The narcissist is unwilling to change because pathological narcissism has been an adaptive and efficient reaction to the narcissist’s life circumstances. Wilhelm Reich called the amalgam of such defense mechanisms an "armor." It restricts one’s freedom of movement, but keeps out hurt and threat. The narcissist overcomes adversity by pretending it isn’t there or by reinterpreting events and circumstances to conform to his grandiose and fantastic internal landscape of perfection, omnipotence and omniscience.
The precarious balance of his chaotic and primitive personality vitally depends on the maintenance and furtherance of his narcissism. All narcissists are dimly aware that something has gone awry early on in their lives. But none of them sees why he should replace an existence of splendor—albeit mostly imaginary—with the drabness of the quotidian.
What is your advice to somebody who might read this and think that they live or work with a narcissist? What’s the first thing they should do?
The first and the last thing they should do is disengage. Run, abandon, vanish. Make no excuses. Narcissism is dangerous to your health.
Regarding your own experience with NPD: with such a poor prognosis for sufferers, aren’t you at least beating the odds when it comes to NPD? Would you say you are winning the battle, if not the war?
Undoubtedly, I have succeeded to harness the usually destructive power of narcissism and apply it productively for the common benefit of everyone involved. But it is still narcissism. I am still—exclusively—after narcissistic supply. I am as grandiose, as exploitative, as lacking empathy as I ever was. I feel as entitled as I ever did. I fly into rages, idealize and devalue and, in general, exhibit the full spectrum of narcissistic behaviors.

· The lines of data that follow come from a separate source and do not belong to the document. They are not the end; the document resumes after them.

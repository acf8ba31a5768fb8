//! Persistence for logistics items and their stock transaction log.
//!
//! Every balance change runs inside one transaction that locks the item
//! row (`SELECT ... FOR UPDATE`), computes the new balance with
//! [`next_balance`], updates the item and appends the log entry. Two
//! concurrent OUT movements on one item therefore serialize, and a
//! refused movement rolls back without touching the balance.
//!
//! The `current_stock >= 0` and `quantity > 0` checks in the schema are a
//! second line; the ledger rule refuses those movements first.

use chrono::{DateTime, Utc};
use relief_ledger::{next_balance, verify_balance};
use relief_types::{
    Actor, BalanceCheck, ItemId, LogisticsItem, LogisticsTransaction, Page, PostId, SortOrder,
    TransactionId, TransactionPage,
};
use sqlx::{PgConnection, PgPool};
use uuid::Uuid;

use crate::codec::{
    count_from_db, direction_from_db, direction_to_db, item_type_from_db, item_type_to_db,
};
use crate::error::{DbError, is_foreign_key_violation};

const ITEM_COLUMNS: &str = "id, posko_id, item_name, unit, item_type, current_stock, created_at";

const TRANSACTION_COLUMNS: &str = "id, item_id, direction, quantity, recorded_at, note, recorded_by";

/// Operations on the `logistics_items` and `logistics_transactions` tables.
pub struct LogisticsStore<'a> {
    pool: &'a PgPool,
}

impl<'a> LogisticsStore<'a> {
    /// Create a new logistics store bound to a connection pool.
    pub const fn new(pool: &'a PgPool) -> Self {
        Self { pool }
    }

    /// Insert an item and its optional opening transaction atomically.
    ///
    /// # Errors
    ///
    /// Returns [`DbError::NotFound`] if the post does not exist, or
    /// [`DbError::Ledger`] if the opening transaction is refused.
    pub async fn insert_item(
        &self,
        item: &LogisticsItem,
        opening: Option<LogisticsTransaction>,
    ) -> Result<LogisticsItem, DbError> {
        let stock = match &opening {
            Some(tx) => next_balance(item.id, 0, tx.direction, tx.quantity)?,
            None => 0,
        };

        let mut tx = self.pool.begin().await?;
        let sql = format!(
            r"INSERT INTO logistics_items (id, posko_id, item_name, unit, item_type, current_stock, created_at)
              VALUES ($1, $2, $3, $4, $5, $6, $7)
              RETURNING {ITEM_COLUMNS}"
        );
        let inserted = sqlx::query_as::<_, ItemRow>(&sql)
            .bind(item.id.into_inner())
            .bind(item.posko_id.into_inner())
            .bind(&item.item_name)
            .bind(&item.unit)
            .bind(item_type_to_db(item.item_type))
            .bind(stock)
            .bind(item.created_at)
            .fetch_one(&mut *tx)
            .await;

        let row = match inserted {
            Ok(row) => row,
            Err(err) if is_foreign_key_violation(&err) => {
                return Err(DbError::not_found("post", item.posko_id));
            }
            Err(err) => return Err(err.into()),
        };

        if let Some(opening) = &opening {
            append_transaction(&mut tx, opening).await?;
        }

        tx.commit().await?;
        row.into_domain()
    }

    /// Look up an item by ID.
    ///
    /// # Errors
    ///
    /// Returns [`DbError::Postgres`] if the query fails.
    pub async fn get_item(&self, item_id: ItemId) -> Result<Option<LogisticsItem>, DbError> {
        let sql = format!("SELECT {ITEM_COLUMNS} FROM logistics_items WHERE id = $1");
        sqlx::query_as::<_, ItemRow>(&sql)
            .bind(item_id.into_inner())
            .fetch_optional(self.pool)
            .await?
            .map(ItemRow::into_domain)
            .transpose()
    }

    /// Items held at a post, in creation order.
    ///
    /// # Errors
    ///
    /// Returns [`DbError::Postgres`] if the query fails.
    pub async fn list_items(&self, post_id: PostId) -> Result<Vec<LogisticsItem>, DbError> {
        let sql = format!(
            "SELECT {ITEM_COLUMNS} FROM logistics_items WHERE posko_id = $1 ORDER BY created_at, id"
        );
        sqlx::query_as::<_, ItemRow>(&sql)
            .bind(post_id.into_inner())
            .fetch_all(self.pool)
            .await?
            .into_iter()
            .map(ItemRow::into_domain)
            .collect()
    }

    /// Append a movement and move the balance in one transaction.
    ///
    /// Returns the stored transaction and the new balance.
    ///
    /// # Errors
    ///
    /// Returns [`DbError::NotFound`] for an unknown item, or
    /// [`DbError::Ledger`] if the movement is refused. On error nothing is
    /// written.
    pub async fn record(
        &self,
        movement: LogisticsTransaction,
    ) -> Result<(LogisticsTransaction, i64), DbError> {
        let mut tx = self.pool.begin().await?;
        let item_id = movement.item_id;

        let current: i64 = sqlx::query_scalar(
            r"SELECT current_stock FROM logistics_items WHERE id = $1 FOR UPDATE",
        )
        .bind(item_id.into_inner())
        .fetch_optional(&mut *tx)
        .await?
        .ok_or_else(|| DbError::not_found("item", item_id))?;

        let balance = next_balance(item_id, current, movement.direction, movement.quantity)?;

        sqlx::query(r"UPDATE logistics_items SET current_stock = $2 WHERE id = $1")
            .bind(item_id.into_inner())
            .bind(balance)
            .execute(&mut *tx)
            .await?;
        let stored = append_transaction(&mut tx, &movement).await?;

        tx.commit().await?;
        Ok((stored, balance))
    }

    /// One page of an item's log, ordered by `(recorded_at, id)`.
    ///
    /// # Errors
    ///
    /// Returns [`DbError::NotFound`] for an unknown item.
    pub async fn page_transactions(
        &self,
        item_id: ItemId,
        page: &Page,
    ) -> Result<TransactionPage, DbError> {
        let exists: bool =
            sqlx::query_scalar(r"SELECT EXISTS (SELECT 1 FROM logistics_items WHERE id = $1)")
                .bind(item_id.into_inner())
                .fetch_one(self.pool)
                .await?;
        if !exists {
            return Err(DbError::not_found("item", item_id));
        }

        let total: i64 = sqlx::query_scalar(
            r"SELECT COUNT(*) FROM logistics_transactions WHERE item_id = $1",
        )
        .bind(item_id.into_inner())
        .fetch_one(self.pool)
        .await?;

        let order = match page.order {
            SortOrder::OldestFirst => "ASC",
            SortOrder::NewestFirst => "DESC",
        };
        let sql = format!(
            "SELECT {TRANSACTION_COLUMNS} FROM logistics_transactions WHERE item_id = $1 \
             ORDER BY recorded_at {order}, id {order} LIMIT $2 OFFSET $3"
        );
        let transactions = sqlx::query_as::<_, TransactionRow>(&sql)
            .bind(item_id.into_inner())
            .bind(i64::from(page.limit))
            .bind(i64::try_from(page.offset).unwrap_or(i64::MAX))
            .fetch_all(self.pool)
            .await?
            .into_iter()
            .map(TransactionRow::into_domain)
            .collect::<Result<Vec<_>, _>>()?;

        let total = count_from_db(total);
        Ok(TransactionPage {
            transactions,
            total,
            next_offset: page.next_offset(total),
        })
    }

    /// Replay an item's log against its balance under a share lock.
    ///
    /// # Errors
    ///
    /// Returns [`DbError::NotFound`] for an unknown item.
    pub async fn verify_item(&self, item_id: ItemId) -> Result<BalanceCheck, DbError> {
        let mut tx = self.pool.begin().await?;

        let recorded: i64 = sqlx::query_scalar(
            r"SELECT current_stock FROM logistics_items WHERE id = $1 FOR SHARE",
        )
        .bind(item_id.into_inner())
        .fetch_optional(&mut *tx)
        .await?
        .ok_or_else(|| DbError::not_found("item", item_id))?;

        let sql = format!(
            "SELECT {TRANSACTION_COLUMNS} FROM logistics_transactions WHERE item_id = $1 ORDER BY recorded_at, id"
        );
        let entries = sqlx::query_as::<_, TransactionRow>(&sql)
            .bind(item_id.into_inner())
            .fetch_all(&mut *tx)
            .await?
            .into_iter()
            .map(TransactionRow::into_domain)
            .collect::<Result<Vec<_>, _>>()?;

        tx.commit().await?;
        Ok(verify_balance(recorded, &entries))
    }

    /// Delete an item and its log; returns the number of log entries removed.
    ///
    /// # Errors
    ///
    /// Returns [`DbError::NotFound`] for an unknown item.
    pub async fn delete_item(&self, item_id: ItemId) -> Result<u64, DbError> {
        let mut tx = self.pool.begin().await?;

        let locked: Option<Uuid> =
            sqlx::query_scalar(r"SELECT id FROM logistics_items WHERE id = $1 FOR UPDATE")
                .bind(item_id.into_inner())
                .fetch_optional(&mut *tx)
                .await?;
        if locked.is_none() {
            return Err(DbError::not_found("item", item_id));
        }

        let deleted = sqlx::query(r"DELETE FROM logistics_transactions WHERE item_id = $1")
            .bind(item_id.into_inner())
            .execute(&mut *tx)
            .await?
            .rows_affected();
        sqlx::query(r"DELETE FROM logistics_items WHERE id = $1")
            .bind(item_id.into_inner())
            .execute(&mut *tx)
            .await?;

        tx.commit().await?;
        Ok(deleted)
    }
}

async fn append_transaction(
    conn: &mut PgConnection,
    movement: &LogisticsTransaction,
) -> Result<LogisticsTransaction, DbError> {
    let sql = format!(
        r"INSERT INTO logistics_transactions (id, item_id, direction, quantity, recorded_at, note, recorded_by)
          VALUES ($1, $2, $3, $4, $5, $6, $7)
          RETURNING {TRANSACTION_COLUMNS}"
    );
    sqlx::query_as::<_, TransactionRow>(&sql)
        .bind(movement.id.into_inner())
        .bind(movement.item_id.into_inner())
        .bind(direction_to_db(movement.direction))
        .bind(movement.quantity)
        .bind(movement.timestamp)
        .bind(movement.note.as_deref())
        .bind(movement.recorded_by.as_str())
        .fetch_one(&mut *conn)
        .await?
        .into_domain()
}

/// A row from the `logistics_items` table.
#[derive(Debug, Clone, sqlx::FromRow)]
struct ItemRow {
    id: Uuid,
    posko_id: Uuid,
    item_name: String,
    unit: String,
    item_type: String,
    current_stock: i64,
    created_at: DateTime<Utc>,
}

impl ItemRow {
    fn into_domain(self) -> Result<LogisticsItem, DbError> {
        Ok(LogisticsItem {
            id: ItemId::from(self.id),
            posko_id: PostId::from(self.posko_id),
            item_name: self.item_name,
            unit: self.unit,
            item_type: item_type_from_db(&self.item_type)?,
            current_stock: self.current_stock,
            created_at: self.created_at,
        })
    }
}

/// A row from the `logistics_transactions` table.
#[derive(Debug, Clone, sqlx::FromRow)]
struct TransactionRow {
    id: Uuid,
    item_id: Uuid,
    direction: String,
    quantity: i64,
    recorded_at: DateTime<Utc>,
    note: Option<String>,
    recorded_by: String,
}

impl TransactionRow {
    fn into_domain(self) -> Result<LogisticsTransaction, DbError> {
        Ok(LogisticsTransaction {
            id: TransactionId::from(self.id),
            item_id: ItemId::from(self.item_id),
            direction: direction_from_db(&self.direction)?,
            quantity: self.quantity,
            timestamp: self.recorded_at,
            note: self.note,
            recorded_by: Actor(self.recorded_by),
        })
    }
}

Narcissism is a dynamic. Its outcomes can be either socially acceptable or condemnable—but the underlying corrosive phenomenon is the same. One cannot heal merely by cognitively accepting that one is diseased. The assimilation of such an insight requires an emotional complement, an investment of feelings and humility. I lack these.
I once wrote in The Malignant Optimism of the Abused:
I often come across sad examples of the powers of self-delusion that the narcissist provokes in his victims. It is what I call "malignant optimism." People refuse to believe that some questions are unsolvable, some diseases incurable, some disasters inevitable. They see a sign of hope in every fluctuation. They read meaning and patterns into every random occurrence, utterance, or slip. They are deceived by their own pressing need to believe in the ultimate victory of good over evil, health over sickness, order over disorder. Life appears otherwise so meaningless, so unjust and so arbitrary... So, they impose upon it a design, progress, aims, and paths. This is magical thinking."